EXERCISE INSTRUCTIONS. Show every line from the entries that follow which holds the word "SignupRequest".

PROVIDED DATA.
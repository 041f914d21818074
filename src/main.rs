mod app;
mod auth;
mod config;
mod error;
mod quizzes;
mod state;

#[tokio::main]
async fn main() -> anyhow::Result<()> {
    dotenvy::dotenv().ok();

    let env_filter = std::env::var("RUST_LOG")
        .unwrap_or_else(|_| "quizdeck=debug,axum=info,tower_http=info".to_string());
    let json_logs = std::env::var("LOG_FORMAT")
        .map(|v| v == "json")
        .unwrap_or(false);

    if json_logs {
        tracing_subscriber::fmt()
            .with_env_filter(env_filter)
            .with_target(false)
            .json()
            .init();
    } else {
        tracing_subscriber::fmt().with_env_filter(env_filter).init();
    }

    let state = state::AppState::init().await?;

    if let Err(e) = sqlx::migrate!("./migrations").run(&state.db).await {
        tracing::warn!(error = %e, "migration failed; continuing");
    }

    let config = state.config.clone();
    let app = app::build_app(state);
    app::serve(app, &config).await
}
use axum::{
    extract::{Path, Query, State},
    http::StatusCode,
    response::{IntoResponse, Response},
    routing::{get, post},
    Json, Router,
};
use tracing::{error, info, instrument, warn};
use uuid::Uuid;

use crate::{
    error::failure,
    quizzes::{
        dto::{CreateQuizRequest, Pagination, PublicQuizResponse, QuizListItem, QuizResponse},
        services::{self, CreateQuizOutcome, QuestionSubmission, QuizServiceError, QuizSubmission},
    },
    state::AppState,
};

pub fn read_routes() -> Router<AppState> {
    Router::new()
        .route("/quizzes/:code", get(get_quiz))
        .route("/users/:id/quizzes", get(list_creator_quizzes))
}

pub fn write_routes() -> Router<AppState> {
    Router::new().route("/quizzes", post(create_quiz))
}

#[instrument(skip(state, payload))]
async fn create_quiz(
    State(state): State<AppState>,
    Json(payload): Json<CreateQuizRequest>,
) -> Response {
    let submission = QuizSubmission {
        title: payload.title,
        subject: payload.subject,
        code: payload.code,
        creator_id: payload.creator_id,
        start_time: payload.start_time,
        end_time: payload.end_time,
        questions: payload
            .questions
            .into_iter()
            .map(|q| QuestionSubmission {
                text: q.text,
                options: q.options,
                answer: q.answer,
            })
            .collect(),
    };

    match services::create_quiz(state.quizzes.as_ref(), submission).await {
        Ok(CreateQuizOutcome::Created(record)) => {
            info!(quiz_id = %record.quiz.id, code = %record.quiz.code, "quiz created");
            (StatusCode::CREATED, Json(QuizResponse::from(record))).into_response()
        }
        Ok(CreateQuizOutcome::CodeExists) => {
            warn!("quiz creation rejected: code already exists");
            failure(
                StatusCode::CONFLICT,
                "CODE_EXISTS",
                "Quiz code already exists",
            )
        }
        Err(QuizServiceError::Validation(e)) => {
            warn!(reason = %e, "quiz creation rejected: invalid input");
            failure(StatusCode::BAD_REQUEST, "INVALID_INPUT", e.to_string())
        }
        Err(QuizServiceError::Store(e)) => {
            error!(error = %e, "quiz creation failed");
            failure(
                StatusCode::INTERNAL_SERVER_ERROR,
                "CREATION_FAILED",
                "Failed to create quiz",
            )
        }
    }
}

#[instrument(skip(state))]
async fn get_quiz(State(state): State<AppState>, Path(code): Path<String>) -> Response {
    match state.quizzes.get_by_code(code.trim()).await {
        Ok(Some(record)) => Json(PublicQuizResponse::from(record)).into_response(),
        Ok(None) => failure(StatusCode::NOT_FOUND, "QUIZ_NOT_FOUND", "Quiz not found"),
        Err(e) => {
            error!(error = %e, %code, "get_quiz failed");
            failure(
                StatusCode::INTERNAL_SERVER_ERROR,
                "INTERNAL",
                "Unexpected error",
            )
        }
    }
}

#[instrument(skip(state))]
async fn list_creator_quizzes(
    State(state): State<AppState>,
    Path(id): Path<Uuid>,
    Query(p): Query<Pagination>,
) -> Response {
    match state.quizzes.list_by_creator(id, p.limit, p.offset).await {
        Ok(quizzes) => {
            let items: Vec<QuizListItem> = quizzes.into_iter().map(Into::into).collect();
            Json(items).into_response()
        }
        Err(e) => {
            error!(error = %e, creator_id = %id, "list_creator_quizzes failed");
            failure(
                StatusCode::INTERNAL_SERVER_ERROR,
                "INTERNAL",
                "Unexpected error",
            )
        }
    }
}
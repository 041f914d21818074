use async_trait::async_trait;
use serde::{Deserialize, Serialize};
use sqlx::{FromRow, PgPool};
use time::OffsetDateTime;
use uuid::Uuid;

use crate::error::StoreError;

/// Quiz record in the database.
#[derive(Debug, Clone, Serialize, Deserialize, FromRow)]
pub struct Quiz {
    pub id: Uuid,
    pub title: String,
    pub subject: String,
    pub code: String,
    pub creator_id: Uuid,
    pub start_time: OffsetDateTime,
    pub end_time: OffsetDateTime,
    pub created_at: OffsetDateTime,
}

/// Question record. Owned by its quiz; `position` preserves submission order.
#[derive(Debug, Clone, Serialize, Deserialize, FromRow)]
pub struct Question {
    pub id: Uuid,
    pub quiz_id: Uuid,
    pub position: i32,
    pub text: String,
    pub options: Vec<String>,
    pub answer: String,
}

#[derive(Debug, Clone)]
pub struct NewQuiz {
    pub title: String,
    pub subject: String,
    pub code: String,
    pub creator_id: Uuid,
    pub start_time: OffsetDateTime,
    pub end_time: OffsetDateTime,
    pub questions: Vec<NewQuestion>,
}

#[derive(Debug, Clone)]
pub struct NewQuestion {
    pub text: String,
    pub options: Vec<String>,
    pub answer: String,
}

/// A quiz together with its questions, in order.
#[derive(Debug, Clone)]
pub struct QuizRecord {
    pub quiz: Quiz,
    pub questions: Vec<Question>,
}

/// Store adapter for quizzes and their questions.
#[async_trait]
pub trait QuizStore: Send + Sync {
    /// Uniqueness pre-check: quiz row only, no questions.
    async fn find_by_code(&self, code: &str) -> Result<Option<Quiz>, StoreError>;

    /// Full fetch for join-by-code, questions in submission order.
    async fn get_by_code(&self, code: &str) -> Result<Option<QuizRecord>, StoreError>;

    async fn list_by_creator(
        &self,
        creator_id: Uuid,
        limit: i64,
        offset: i64,
    ) -> Result<Vec<Quiz>, StoreError>;

    /// Insert a quiz and all of its questions in one transaction; either the
    /// whole unit commits or nothing is visible. Fails with
    /// `StoreError::Duplicate` when the code unique constraint is violated.
    async fn insert_with_questions(&self, new: NewQuiz) -> Result<QuizRecord, StoreError>;
}

pub struct PgQuizStore {
    db: PgPool,
}

impl PgQuizStore {
    pub fn new(db: PgPool) -> Self {
        Self { db }
    }
}

#[async_trait]
impl QuizStore for PgQuizStore {
    async fn find_by_code(&self, code: &str) -> Result<Option<Quiz>, StoreError> {
        let quiz = sqlx::query_as::<_, Quiz>(
            r#"
            SELECT id, title, subject, code, creator_id, start_time, end_time, created_at
            FROM quizzes
            WHERE code = $1
            "#,
        )
        .bind(code)
        .fetch_optional(&self.db)
        .await?;
        Ok(quiz)
    }

    async fn get_by_code(&self, code: &str) -> Result<Option<QuizRecord>, StoreError> {
        let Some(quiz) = self.find_by_code(code).await? else {
            return Ok(None);
        };

        let questions = sqlx::query_as::<_, Question>(
            r#"
            SELECT id, quiz_id, position, text, options, answer
            FROM questions
            WHERE quiz_id = $1
            ORDER BY position ASC
            "#,
        )
        .bind(quiz.id)
        .fetch_all(&self.db)
        .await?;

        Ok(Some(QuizRecord { quiz, questions }))
    }

    async fn list_by_creator(
        &self,
        creator_id: Uuid,
        limit: i64,
        offset: i64,
    ) -> Result<Vec<Quiz>, StoreError> {
        let rows = sqlx::query_as::<_, Quiz>(
            r#"
            SELECT id, title, subject, code, creator_id, start_time, end_time, created_at
            FROM quizzes
            WHERE creator_id = $1
            ORDER BY created_at DESC
            LIMIT $2 OFFSET $3
            "#,
        )
        .bind(creator_id)
        .bind(limit)
        .bind(offset)
        .fetch_all(&self.db)
        .await?;
        Ok(rows)
    }

    async fn insert_with_questions(&self, new: NewQuiz) -> Result<QuizRecord, StoreError> {
        let mut tx = self.db.begin().await.map_err(StoreError::from)?;

        let quiz = sqlx::query_as::<_, Quiz>(
            r#"
            INSERT INTO quizzes (title, subject, code, creator_id, start_time, end_time)
            VALUES ($1, $2, $3, $4, $5, $6)
            RETURNING id, title, subject, code, creator_id, start_time, end_time, created_at
            "#,
        )
        .bind(&new.title)
        .bind(&new.subject)
        .bind(&new.code)
        .bind(new.creator_id)
        .bind(new.start_time)
        .bind(new.end_time)
        .fetch_one(&mut *tx)
        .await?;

        let mut questions = Vec::with_capacity(new.questions.len());
        for (position, q) in new.questions.into_iter().enumerate() {
            let question = sqlx::query_as::<_, Question>(
                r#"
                INSERT INTO questions (quiz_id, position, text, options, answer)
                VALUES ($1, $2, $3, $4, $5)
                RETURNING id, quiz_id, position, text, options, answer
                "#,
            )
            .bind(quiz.id)
            .bind(position as i32)
            .bind(&q.text)
            .bind(&q.options)
            .bind(&q.answer)
            .fetch_one(&mut *tx)
            .await?;
            questions.push(question);
        }

        tx.commit().await.map_err(StoreError::from)?;

        Ok(QuizRecord { quiz, questions })
    }
}
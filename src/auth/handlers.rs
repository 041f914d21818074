use axum::{
    extract::{Path, State},
    http::StatusCode,
    response::{IntoResponse, Response},
    routing::{get, post},
    Json, Router,
};
use tracing::{error, info, instrument, warn};
use uuid::Uuid;

use crate::{
    auth::{
        dto::{AuthSuccess, LoginRequest, ProfileResponse, SignupRequest, UpdateProfileRequest},
        repo::ProfileUpdate,
        services::{self, AuthServiceError, LoginOutcome, SignupInput, SignupOutcome},
    },
    error::failure,
    state::AppState,
};

pub fn auth_routes() -> Router<AppState> {
    Router::new()
        .route("/auth/signup", post(signup))
        .route("/auth/login", post(login))
}

pub fn user_routes() -> Router<AppState> {
    Router::new().route("/users/:id", get(get_profile).put(update_profile))
}

#[instrument(skip(state, payload))]
async fn signup(State(state): State<AppState>, Json(payload): Json<SignupRequest>) -> Response {
    let input = SignupInput {
        name: payload.name,
        email: payload.email,
        password: payload.password,
    };
    match services::signup(state.users.as_ref(), input).await {
        Ok(SignupOutcome::Created { user_id }) => {
            info!(%user_id, "user signed up");
            (StatusCode::CREATED, Json(AuthSuccess::new(user_id))).into_response()
        }
        Ok(SignupOutcome::EmailExists) => {
            warn!("signup rejected: email already in use");
            failure(StatusCode::CONFLICT, "EMAIL_EXISTS", "Email already in use")
        }
        Err(AuthServiceError::Validation(e)) => {
            warn!(reason = %e, "signup rejected: invalid input");
            failure(StatusCode::BAD_REQUEST, "INVALID_INPUT", e.to_string())
        }
        Err(e) => {
            error!(error = %e, "signup failed");
            failure(
                StatusCode::INTERNAL_SERVER_ERROR,
                "INTERNAL",
                "Unexpected error",
            )
        }
    }
}

#[instrument(skip(state, payload))]
async fn login(State(state): State<AppState>, Json(payload): Json<LoginRequest>) -> Response {
    match services::login(state.users.as_ref(), &payload.email, &payload.password).await {
        Ok(LoginOutcome::Success { user_id }) => {
            info!(%user_id, "user logged in");
            Json(AuthSuccess::new(user_id)).into_response()
        }
        Ok(LoginOutcome::UserNotFound) => {
            warn!("login rejected: unknown email");
            failure(
                StatusCode::UNAUTHORIZED,
                "USER_NOT_FOUND",
                "No account found with this email",
            )
        }
        Ok(LoginOutcome::InvalidPassword) => {
            warn!("login rejected: invalid password");
            failure(
                StatusCode::UNAUTHORIZED,
                "INVALID_PASSWORD",
                "Incorrect password",
            )
        }
        Err(AuthServiceError::Validation(e)) => {
            warn!(reason = %e, "login rejected: invalid input");
            failure(StatusCode::BAD_REQUEST, "INVALID_INPUT", e.to_string())
        }
        Err(e) => {
            error!(error = %e, "login failed");
            failure(
                StatusCode::INTERNAL_SERVER_ERROR,
                "INTERNAL",
                "Unexpected error",
            )
        }
    }
}

#[instrument(skip(state))]
async fn get_profile(State(state): State<AppState>, Path(id): Path<Uuid>) -> Response {
    match state.users.find_by_id(id).await {
        Ok(Some(user)) => Json(ProfileResponse::from(user)).into_response(),
        Ok(None) => failure(StatusCode::NOT_FOUND, "USER_NOT_FOUND", "User not found"),
        Err(e) => {
            error!(error = %e, %id, "get_profile failed");
            failure(
                StatusCode::INTERNAL_SERVER_ERROR,
                "INTERNAL",
                "Unexpected error",
            )
        }
    }
}

#[instrument(skip(state, payload))]
async fn update_profile(
    State(state): State<AppState>,
    Path(id): Path<Uuid>,
    Json(payload): Json<UpdateProfileRequest>,
) -> Response {
    let update = ProfileUpdate {
        name: payload.name,
        role: payload.role,
        bio: payload.bio,
        image: payload.image,
    };
    match services::update_profile(state.users.as_ref(), id, update).await {
        Ok(Some(user)) => {
            info!(user_id = %id, "profile updated");
            Json(ProfileResponse::from(user)).into_response()
        }
        Ok(None) => failure(StatusCode::NOT_FOUND, "USER_NOT_FOUND", "User not found"),
        Err(AuthServiceError::Validation(e)) => {
            warn!(reason = %e, "profile update rejected: invalid input");
            failure(StatusCode::BAD_REQUEST, "INVALID_INPUT", e.to_string())
        }
        Err(e) => {
            error!(error = %e, %id, "update_profile failed");
            failure(
                StatusCode::INTERNAL_SERVER_ERROR,
                "INTERNAL",
                "Unexpected error",
            )
        }
    }
}
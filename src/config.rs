use serde::Deserialize;

/// Application configuration. Every option is explicit and carries a default
/// where the environment allows one; only `DATABASE_URL` is required.
#[derive(Debug, Clone, Deserialize)]
pub struct AppConfig {
    pub database_url: String,
    pub host: String,
    pub port: u16,
    pub db_max_connections: u32,
}

impl AppConfig {
    pub fn from_env() -> anyhow::Result<Self> {
        Ok(Self {
            database_url: std::env::var("DATABASE_URL")?,
            host: std::env::var("APP_HOST").unwrap_or_else(|_| "0.0.0.0".into()),
            port: std::env::var("APP_PORT")
                .ok()
                .and_then(|v| v.parse::<u16>().ok())
                .unwrap_or(8080),
            db_max_connections: std::env::var("DB_MAX_CONNECTIONS")
                .ok()
                .and_then(|v| v.parse::<u32>().ok())
                .unwrap_or(10),
        })
    }
}
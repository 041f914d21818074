use serde::{Deserialize, Serialize};
use time::OffsetDateTime;
use uuid::Uuid;

use crate::auth::repo::User;

/// Request body for signup.
#[derive(Debug, Deserialize)]
pub struct SignupRequest {
    pub name: String,
    pub email: String,
    pub password: String,
}

/// Request body for login.
#[derive(Debug, Deserialize)]
pub struct LoginRequest {
    pub email: String,
    pub password: String,
}

/// Success body for signup/login: `{"success": true, "user": {"id": ...}}`.
#[derive(Debug, Serialize)]
pub struct AuthSuccess {
    pub success: bool,
    pub user: UserRef,
}

#[derive(Debug, Serialize)]
pub struct UserRef {
    pub id: Uuid,
}

impl AuthSuccess {
    pub fn new(user_id: Uuid) -> Self {
        Self {
            success: true,
            user: UserRef { id: user_id },
        }
    }
}

/// Request body for a profile update.
#[derive(Debug, Deserialize)]
pub struct UpdateProfileRequest {
    pub name: String,
    #[serde(default)]
    pub role: Option<String>,
    #[serde(default)]
    pub bio: Option<String>,
    #[serde(default)]
    pub image: Option<String>,
}

/// Public part of the user returned to the client.
#[derive(Debug, Serialize)]
pub struct ProfileResponse {
    pub id: Uuid,
    pub name: String,
    pub email: String,
    pub role: Option<String>,
    pub bio: Option<String>,
    pub image: Option<String>,
    #[serde(with = "time::serde::rfc3339")]
    pub created_at: OffsetDateTime,
}

impl From<User> for ProfileResponse {
    fn from(u: User) -> Self {
        Self {
            id: u.id,
            name: u.name,
            email: u.email,
            role: u.role,
            bio: u.bio,
            image: u.image,
            created_at: u.created_at,
        }
    }
}

#[cfg(test)]
mod tests {
    use super::*;

    #[test]
    fn auth_success_serialization() {
        let response = AuthSuccess::new(Uuid::new_v4());
        let json = serde_json::to_value(&response).unwrap();
        assert_eq!(json["success"], true);
        assert!(json["user"]["id"].is_string());
    }

    #[test]
    fn profile_response_never_contains_password_hash() {
        let user = User {
            id: Uuid::new_v4(),
            name: "Alice".into(),
            email: "alice@x.com".into(),
            password_hash: "$argon2id$stub".into(),
            role: Some("teacher".into()),
            bio: None,
            image: None,
            created_at: OffsetDateTime::now_utc(),
        };
        let json = serde_json::to_string(&ProfileResponse::from(user)).unwrap();
        assert!(!json.contains("argon2"));
        assert!(!json.contains("password"));
        assert!(json.contains("alice@x.com"));
    }
}
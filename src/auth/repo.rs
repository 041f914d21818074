use async_trait::async_trait;
use serde::{Deserialize, Serialize};
use sqlx::{FromRow, PgPool};
use time::OffsetDateTime;
use uuid::Uuid;

use crate::error::StoreError;

/// User record in the database.
#[derive(Debug, Clone, Serialize, Deserialize, FromRow)]
pub struct User {
    pub id: Uuid,
    pub name: String,
    pub email: String,
    #[serde(skip_serializing)]
    pub password_hash: String, // Argon2 PHC string, not exposed in JSON
    pub role: Option<String>,
    pub bio: Option<String>,
    pub image: Option<String>,
    pub created_at: OffsetDateTime,
}

#[derive(Debug, Clone)]
pub struct NewUser {
    pub name: String,
    pub email: String,
    pub password_hash: String,
}

#[derive(Debug, Clone)]
pub struct ProfileUpdate {
    pub name: String,
    pub role: Option<String>,
    pub bio: Option<String>,
    pub image: Option<String>,
}

/// Store adapter for the users table.
#[async_trait]
pub trait UserStore: Send + Sync {
    async fn find_by_email(&self, email: &str) -> Result<Option<User>, StoreError>;

    async fn find_by_id(&self, id: Uuid) -> Result<Option<User>, StoreError>;

    /// Insert a new user. Fails with `StoreError::Duplicate` when the email
    /// unique constraint is violated.
    async fn insert(&self, new: NewUser) -> Result<User, StoreError>;

    /// Apply a profile update, returning the updated row or `None` when the
    /// user does not exist.
    async fn update_profile(
        &self,
        id: Uuid,
        update: ProfileUpdate,
    ) -> Result<Option<User>, StoreError>;
}

pub struct PgUserStore {
    db: PgPool,
}

impl PgUserStore {
    pub fn new(db: PgPool) -> Self {
        Self { db }
    }
}

#[async_trait]
impl UserStore for PgUserStore {
    async fn find_by_email(&self, email: &str) -> Result<Option<User>, StoreError> {
        let user = sqlx::query_as::<_, User>(
            r#"
            SELECT id, name, email, password_hash, role, bio, image, created_at
            FROM users
            WHERE email = $1
            "#,
        )
        .bind(email)
        .fetch_optional(&self.db)
        .await?;
        Ok(user)
    }

    async fn find_by_id(&self, id: Uuid) -> Result<Option<User>, StoreError> {
        let user = sqlx::query_as::<_, User>(
            r#"
            SELECT id, name, email, password_hash, role, bio, image, created_at
            FROM users
            WHERE id = $1
            "#,
        )
        .bind(id)
        .fetch_optional(&self.db)
        .await?;
        Ok(user)
    }

    async fn insert(&self, new: NewUser) -> Result<User, StoreError> {
        let user = sqlx::query_as::<_, User>(
            r#"
            INSERT INTO users (name, email, password_hash)
            VALUES ($1, $2, $3)
            RETURNING id, name, email, password_hash, role, bio, image, created_at
            "#,
        )
        .bind(&new.name)
        .bind(&new.email)
        .bind(&new.password_hash)
        .fetch_one(&self.db)
        .await?;
        Ok(user)
    }

    async fn update_profile(
        &self,
        id: Uuid,
        update: ProfileUpdate,
    ) -> Result<Option<User>, StoreError> {
        let user = sqlx::query_as::<_, User>(
            r#"
            UPDATE users
            SET name = $2, role = $3, bio = $4, image = $5
            WHERE id = $1
            RETURNING id, name, email, password_hash, role, bio, image, created_at
            "#,
        )
        .bind(id)
        .bind(&update.name)
        .bind(&update.role)
        .bind(&update.bio)
        .bind(&update.image)
        .fetch_optional(&self.db)
        .await?;
        Ok(user)
    }
}
use crate::document::{Chapter, FULL_TEXT_TITLE};
use crate::error::DecodeError;
use crate::normalize::normalize_text;
use pdfium_render::prelude::*;
use std::ops::ControlFlow;
use std::path::PathBuf;
use tokio_util::sync::CancellationToken;
use tracing::{debug, info};

const LOG_TARGET: &str = "lectern::loader::pdf";

/// Page-by-page PDF text decoder.
pub trait PdfDecoder: Send + Sync {
    /// Decode `bytes` and hand each page's text runs to `on_page`, in page order.
    ///
    /// Decoding stops early when `on_page` returns [`ControlFlow::Break`].
    ///
    /// # Errors
    ///
    /// Returns [`DecodeError::Container`] when the buffer is not a readable PDF.
    fn decode_pages(
        &self,
        bytes: &[u8],
        on_page: &mut dyn FnMut(Vec<String>) -> ControlFlow<()>,
    ) -> Result<(), DecodeError>;
}

/// Join page runs into one "Full Text" chapter.
pub(crate) fn extract(
    decoder: &dyn PdfDecoder,
    bytes: &[u8],
    cancel: &CancellationToken,
) -> Result<Vec<Chapter>, DecodeError> {
    let mut pages: Vec<String> = Vec::new();

    decoder.decode_pages(bytes, &mut |runs| {
        if cancel.is_cancelled() {
            return ControlFlow::Break(());
        }
        pages.push(runs.join(" "));
        ControlFlow::Continue(())
    })?;

    if cancel.is_cancelled() {
        return Err(DecodeError::Cancelled);
    }

    debug!(target: LOG_TARGET, "Decoded {} page(s)", pages.len());

    let text = normalize_text(&pages.join("\n\n"));
    if text.is_empty() {
        return Ok(Vec::new());
    }
    Ok(vec![Chapter::new(FULL_TEXT_TITLE, text, 0)])
}

/// [`PdfDecoder`] backed by a pdfium shared library.
///
/// The library is bound per decode so that nothing pdfium owns has to cross
/// threads.
#[derive(Debug, Clone, Default)]
pub struct PdfiumDecoder {
    library_dir: Option<PathBuf>,
}

impl PdfiumDecoder {
    #[must_use]
    pub const fn new(library_dir: Option<PathBuf>) -> Self {
        Self { library_dir }
    }

    fn bind(&self) -> Result<Pdfium, PdfiumError> {
        let bindings = match &self.library_dir {
            Some(dir) => {
                Pdfium::bind_to_library(Pdfium::pdfium_platform_library_name_at_path(dir))?
            }
            None => Pdfium::bind_to_system_library()?,
        };
        Ok(Pdfium::new(bindings))
    }
}

impl PdfDecoder for PdfiumDecoder {
    fn decode_pages(
        &self,
        bytes: &[u8],
        on_page: &mut dyn FnMut(Vec<String>) -> ControlFlow<()>,
    ) -> Result<(), DecodeError> {
        let pdfium = self
            .bind()
            .map_err(|e| DecodeError::Container(format!("pdfium unavailable: {e}")))?;

        let document = pdfium
            .load_pdf_from_byte_slice(bytes, None)
            .map_err(|e| DecodeError::Container(e.to_string()))?;

        info!(
            target: LOG_TARGET,
            "Opened PDF with {} page(s)",
            document.pages().len()
        );

        for (index, page) in document.pages().iter().enumerate() {
            let runs = match page.text() {
                Ok(text) => text.segments().iter().map(|segment| segment.text()).collect(),
                Err(e) => {
                    debug!(target: LOG_TARGET, "Page {} has no text layer: {}", index, e);
                    Vec::new()
                }
            };

            if on_page(runs).is_break() {
                break;
            }
        }

        Ok(())
    }
}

RESPONSE AREA.
        dto::{AuthSuccess, LoginRequest, ProfileResponse, SignupRequest, UpdateProfileRequest},
async fn signup(State(state): State<AppState>, Json(payload): Json<SignupRequest>) -> Response {
pub struct SignupRequest {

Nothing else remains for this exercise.